Mais, enfin ce n’était pas cela que l’amiral de Robeck voulait faire, ou qu’il avait la mission de faire. Du moins semble-t-il bien, quand on étudie de près l’opération du 18 mars, étroitement liée à celles qui l’avaient précédée depuis le 19 février, que l’on poursuivait la destruction successive et méthodique, par la seule artillerie des cuirassés, par le bombardement, des ouvrages échelonnés sur les deux rives du détroit sur une longueur d’une douzaine de kilomètres, ceux de la pointe d’Europe et de la pointe d’Asie (Seddul Bahr et Koumkalessi) étant mis à part, bien entendu.

Pour une opération de ce genre et dans les conditions où elle se présentait, point de précédens, ou de peu décisifs, à invoquer.
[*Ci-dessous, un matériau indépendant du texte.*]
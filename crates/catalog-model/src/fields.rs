//! Column names the converter reads by convention.
//!
//! Any other column is carried through untouched.

pub const SET_NUMBER: &str = "Set Number";
pub const NAME: &str = "Name";
/// Theme (licensed IP such as "Star Wars").
pub const IP: &str = "IP";
pub const THEME: &str = "Theme";
pub const PIECES: &str = "Pieces";
pub const AGE_MIN: &str = "Age min";
pub const STATE: &str = "State";
pub const MISSING_PIECES: &str = "Missing Pieces";
pub const NOTES: &str = "Notes";

// Lower-case columns of the name/description listing.
pub const SIMPLE_NAME: &str = "name";
pub const SIMPLE_DESCRIPTION: &str = "description";

/// Columns coerced to integers during normalization.
pub const NUMERIC_FIELDS: [&str; 2] = [PIECES, AGE_MIN];

pub fn is_numeric_field(name: &str) -> bool {
    NUMERIC_FIELDS.contains(&name)
}
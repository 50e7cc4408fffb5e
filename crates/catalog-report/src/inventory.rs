//! Inventory layout: summary counters and one long table of every record.

use std::borrow::Cow;

use catalog_model::{Catalog, Record, SetState, StateSummary, fields};
use tracing::debug;

use crate::latex::{
    AMPERSAND_ESCAPES, AMPERSAND_PERCENT_ESCAPES, DocumentOptions, END_DOCUMENT, FieldRule,
    NO_ESCAPES, RenderedDocument, TEXT_ESCAPES, escape_latex,
};

// Defaults apply only when the column is missing from the record.
const SET_NUMBER: FieldRule = FieldRule::new(fields::SET_NUMBER, "---", NO_ESCAPES);
const NAME: FieldRule = FieldRule::new(fields::NAME, "Unknown", TEXT_ESCAPES);
const PIECES: FieldRule = FieldRule::new(fields::PIECES, "", NO_ESCAPES);
const AGE: FieldRule = FieldRule::new(fields::AGE_MIN, "", NO_ESCAPES);
const STATE: FieldRule = FieldRule::new(fields::STATE, "Unknown", AMPERSAND_ESCAPES);
const THEME_DEFAULT: &str = "---";

/// Cell shading for a state, keyed by the exact raw state text.
pub fn state_marker(state: Option<SetState>) -> &'static str {
    match state {
        Some(SetState::ReadyToGo) => r"\cellcolor{gray!15}",
        Some(SetState::PartiallyComplete) => r"\cellcolor{gray!40}",
        Some(SetState::InTheAether) => r"\cellcolor{gray!70}\color{white}",
        None => "",
    }
}

/// `IP` when non-empty, else the raw `Theme` value when the column exists.
fn theme(record: &Record) -> String {
    let value = match record.get(fields::IP).filter(|value| !value.is_empty()) {
        Some(ip) => ip.as_text().into_owned(),
        None => record
            .text(fields::THEME)
            .map_or_else(|| THEME_DEFAULT.to_string(), Cow::into_owned),
    };
    escape_latex(&value, AMPERSAND_PERCENT_ESCAPES)
}

/// One table row, terminated by `\\`.
pub fn render_row(record: &Record) -> String {
    let set_number = SET_NUMBER.raw(record);
    let name = NAME.raw(record);
    let theme = theme(record);
    let pieces = PIECES.raw(record);
    let age = AGE.raw(record);
    let marker = state_marker(Catalog::record_state(record));
    let state = STATE.raw(record);
    format!(r"{set_number} & {name} & {theme} & {pieces} & {age} & {marker}{state} \\")
}

fn preamble(options: &DocumentOptions, summary: &StateSummary) -> String {
    let title = options.escaped_title();
    let author = options.escaped_author();
    let total = summary.total;
    let ready = summary.ready;
    let partial = summary.partial;
    let aether = summary.aether;
    format!(
        r"\documentclass{{article}}
\usepackage[utf8]{{inputenc}}
\usepackage[margin=0.5in,landscape]{{geometry}}
\usepackage[table]{{xcolor}}
\usepackage{{longtable}}

\title{{{title}}}
\author{{{author}}}
\date{{\today}}

\begin{{document}}
\maketitle

\section*{{Summary}}
\begin{{tabular}}{{lr}}
Total sets & {total} \\
Ready to go & {ready} \\
Partially complete & {partial} \\
In the aether & {aether} \\
\end{{tabular}}

\section*{{Inventory}}
\begin{{longtable}}{{|l|p{{6cm}}|p{{4cm}}|r|r|l|}}
\hline
\textbf{{Set}} & \textbf{{Name}} & \textbf{{Theme}} & \textbf{{Pieces}} & \textbf{{Age}} & \textbf{{State}} \\
\hline
\endhead
"
    )
}

const CLOSING: &str = "\\hline\n\\end{longtable}\n\n";

pub fn render_inventory(catalog: &Catalog, options: &DocumentOptions) -> RenderedDocument {
    let summary = catalog.state_summary();
    let mut text = preamble(options, &summary);
    for record in catalog {
        text.push_str(&render_row(record));
        text.push('\n');
    }
    text.push_str(CLOSING);
    text.push_str(END_DOCUMENT);
    debug!(
        total = summary.total,
        ready = summary.ready,
        partial = summary.partial,
        aether = summary.aether,
        "rendered inventory"
    );
    RenderedDocument {
        text,
        entries: catalog.len(),
    }
}
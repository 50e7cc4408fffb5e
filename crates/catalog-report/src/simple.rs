//! Simple layout: a two-column name/description table.

use catalog_model::{Catalog, Record, fields};
use tracing::debug;

use crate::latex::{
    AMPERSAND_PERCENT_ESCAPES, DocumentOptions, END_DOCUMENT, FieldRule, NO_ESCAPES,
    RenderedDocument,
};

const NAME: FieldRule = FieldRule::new(fields::SIMPLE_NAME, "", NO_ESCAPES);
const DESCRIPTION: FieldRule =
    FieldRule::new(fields::SIMPLE_DESCRIPTION, "", AMPERSAND_PERCENT_ESCAPES);

/// One row followed by its rule line.
pub fn render_row(record: &Record) -> String {
    let name = NAME.raw(record);
    let description = DESCRIPTION.raw(record);
    format!("{name} & {description} \\\\\n\\hline\n")
}

fn preamble(options: &DocumentOptions) -> String {
    let title = options.escaped_title();
    let author = options.escaped_author();
    format!(
        r"\documentclass{{article}}
\usepackage[utf8]{{inputenc}}
\usepackage[margin=0.75in]{{geometry}}
\usepackage{{longtable}}

\title{{{title}}}
\author{{{author}}}
\date{{\today}}

\begin{{document}}
\maketitle

\begin{{longtable}}{{|p{{0.3\textwidth}}|p{{0.6\textwidth}}|}}
\hline
\textbf{{Name}} & \textbf{{Description}} \\
\hline
\endhead
"
    )
}

pub fn render_simple(catalog: &Catalog, options: &DocumentOptions) -> RenderedDocument {
    let mut text = preamble(options);
    for record in catalog {
        text.push_str(&render_row(record));
    }
    text.push_str("\\end{longtable}\n\n");
    text.push_str(END_DOCUMENT);
    debug!(rows = catalog.len(), "rendered name/description table");
    RenderedDocument {
        text,
        entries: catalog.len(),
    }
}

#[cfg(test)]
mod tests {
    use super::*;

    #[test]
    fn row_escapes_description_only() {
        let record: Record = [("name", "R&D"), ("description", "50% off & #1")]
            .into_iter()
            .collect();
        assert_eq!(render_row(&record), "R&D & 50\\% off \\& #1 \\\\\n\\hline\n");
    }

    #[test]
    fn missing_fields_are_empty() {
        assert_eq!(render_row(&Record::new()), " &  \\\\\n\\hline\n");
    }
}
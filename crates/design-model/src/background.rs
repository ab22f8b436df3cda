//! Card background configuration.

use serde::{Deserialize, Serialize};

use crate::color::ColorValue;
use crate::palette;

/// Declarative description of the card's background.
#[derive(Debug, Clone, PartialEq, Serialize, Deserialize)]
#[serde(rename_all = "camelCase")]
pub struct BackgroundConfig {
    /// Fill kind.
    #[serde(rename = "type")]
    pub kind: BackgroundKind,

    /// Palette key, literal CSS color, or image reference depending on `kind`.
    pub value: String,

    /// Opacity of the whole background `[0.0, 1.0]`.
    #[serde(default = "default_opacity")]
    pub opacity: f64,

    /// Blur radius in logical pixels. Only used for image backgrounds.
    #[serde(default)]
    pub blur: f64,
}

fn default_opacity() -> f64 {
    1.0
}

/// Background fill kind.
#[derive(Debug, Clone, Copy, PartialEq, Eq, Hash, Serialize, Deserialize)]
#[serde(rename_all = "lowercase")]
pub enum BackgroundKind {
    Gradient,
    Solid,
    Image,
}

/// A CSS-style linear gradient.
#[derive(Debug, Clone, PartialEq, Serialize, Deserialize)]
pub struct LinearGradient {
    /// Angle in degrees (0 = towards top, 90 = towards right).
    pub angle_deg: f64,

    /// Color stops ordered by offset.
    pub stops: Vec<GradientStop>,
}

/// One gradient color stop.
#[derive(Debug, Clone, PartialEq, Serialize, Deserialize)]
pub struct GradientStop {
    pub color: ColorValue,
    /// Position along the gradient line `[0.0, 1.0]`.
    pub offset: f64,
}

/// Reference to an image asset: a filesystem path, `file://` URL, or `data:` URI.
#[derive(Debug, Clone, PartialEq, Eq, Hash, Serialize, Deserialize)]
#[serde(transparent)]
pub struct ImageRef(pub String);

impl ImageRef {
    pub fn new(reference: impl Into<String>) -> Self {
        Self(reference.into())
    }

    pub fn as_str(&self) -> &str {
        &self.0
    }

    pub fn is_data_uri(&self) -> bool {
        self.0.starts_with("data:")
    }
}

/// A background resolved against the palette.
#[derive(Debug, Clone, PartialEq)]
pub enum BackgroundFill {
    Color(ColorValue),
    Gradient(LinearGradient),
    Image(ImageRef),
    /// Nothing to paint (for example an empty image reference).
    None,
}

impl BackgroundConfig {
    /// A solid background using a palette key or literal CSS color.
    pub fn solid(value: impl Into<String>) -> Self {
        Self {
            kind: BackgroundKind::Solid,
            value: value.into(),
            opacity: 1.0,
            blur: 0.0,
        }
    }

    /// A gradient background using a palette key.
    pub fn gradient(key: impl Into<String>) -> Self {
        Self {
            kind: BackgroundKind::Gradient,
            value: key.into(),
            opacity: 1.0,
            blur: 0.0,
        }
    }

    /// An image background.
    pub fn image(reference: impl Into<String>, blur: f64) -> Self {
        Self {
            kind: BackgroundKind::Image,
            value: reference.into(),
            opacity: 1.0,
            blur,
        }
    }

    /// Clamped opacity.
    pub fn effective_opacity(&self) -> f64 {
        if self.opacity.is_finite() {
            self.opacity.clamp(0.0, 1.0)
        } else {
            1.0
        }
    }

    /// Blur in logical pixels; zero unless this is an image background.
    pub fn effective_blur(&self) -> f64 {
        match self.kind {
            BackgroundKind::Image if self.blur.is_finite() => self.blur.max(0.0),
            _ => 0.0,
        }
    }

    /// Whether the image must be split onto its own blurred layer.
    pub fn has_blur(&self) -> bool {
        self.kind == BackgroundKind::Image && !self.value.is_empty() && self.effective_blur() > 0.0
    }

    /// Resolve palette keys. Unknown solid keys are read as literal CSS
    /// colors; unknown gradient keys fall back to a solid color parse so a
    /// plain color still renders.
    pub fn resolve(&self) -> BackgroundFill {
        match self.kind {
            BackgroundKind::Solid => BackgroundFill::Color(
                palette::solid_color(&self.value).unwrap_or_else(|| ColorValue::parse(&self.value)),
            ),
            BackgroundKind::Gradient => match palette::gradient(&self.value) {
                Some(gradient) => BackgroundFill::Gradient(gradient),
                None => BackgroundFill::Color(ColorValue::parse(&self.value)),
            },
            BackgroundKind::Image if self.value.trim().is_empty() => BackgroundFill::None,
            BackgroundKind::Image => BackgroundFill::Image(ImageRef::new(self.value.trim())),
        }
    }
}

impl Default for BackgroundConfig {
    fn default() -> Self {
        Self::gradient("sunset")
    }
}
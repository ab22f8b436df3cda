//! List aspect-ratio presets.

use stage_design_model::ASPECT_RATIOS;

pub fn run(json: bool) -> anyhow::Result<()> {
    if json {
        println!("{}", serde_json::to_string_pretty(ASPECT_RATIOS)?);
        return Ok(());
    }

    println!("Aspect ratio presets:");
    for preset in ASPECT_RATIOS {
        println!(
            "  {:<8} {:<13} {:>4}x{:<4} ({})",
            preset.id,
            preset.name,
            preset.width,
            preset.height,
            preset.css_ratio()
        );
    }
    Ok(())
}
Rien ne ressemblait moins aux Dardanelles que la passe du Könge dyb, où, le 2 avril 1801, Nelson engageait si résolument ses douze vaisseaux, ses bombardes et ses brûlots. Point de torpilles, point de batteries de côte, au moins à l’endroit où se déroula le fort de l’action ; des vaisseaux rasés, seulement, bien armés, certes, mais immobiles et que l’on pouvait incendier. Et cependant, à quoi tint le succès de cet acharné combat de Copenhague ? Un peu plus de fermeté de la part du gouvernement danois, et Nelson, obligé par les vents du Sud à continuer sa route vers le débouché Nord du Könge dyb, essuyait avec des navires avariés et affaiblis les feux redoutables du grand fort de Tree-Krönen.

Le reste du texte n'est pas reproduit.